• [Task] The string "health" may appear in lines of the listing. Report each line where it does.

Start of Supplied data

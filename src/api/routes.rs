/*
 * Responsibility
 * - URL structure: /health (public), /generate and /asset/{job_id} (bearer)
 * - Bearer auth is applied with route_layer on the protected group only
 */
use axum::{
    Router,
    routing::{get, post},
};

use crate::api::handlers::{assets::get_asset, generate::generate, health::health};
use crate::middleware::bearer_auth;
use crate::state::AppState;

pub fn routes(state: AppState) -> Router<AppState> {
    let protected = Router::new()
        .route("/generate", post(generate))
        .route("/asset/{job_id}", get(get_asset));

    Router::new()
        .route("/health", get(health))
        .merge(bearer_auth::apply(protected, state))
}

End of Supplied data

• [Solution]
 * - URL structure: /health (public), /generate and /asset/{job_id} (bearer)
use crate::api::handlers::{assets::get_asset, generate::generate, health::health};
        .route("/health", get(health))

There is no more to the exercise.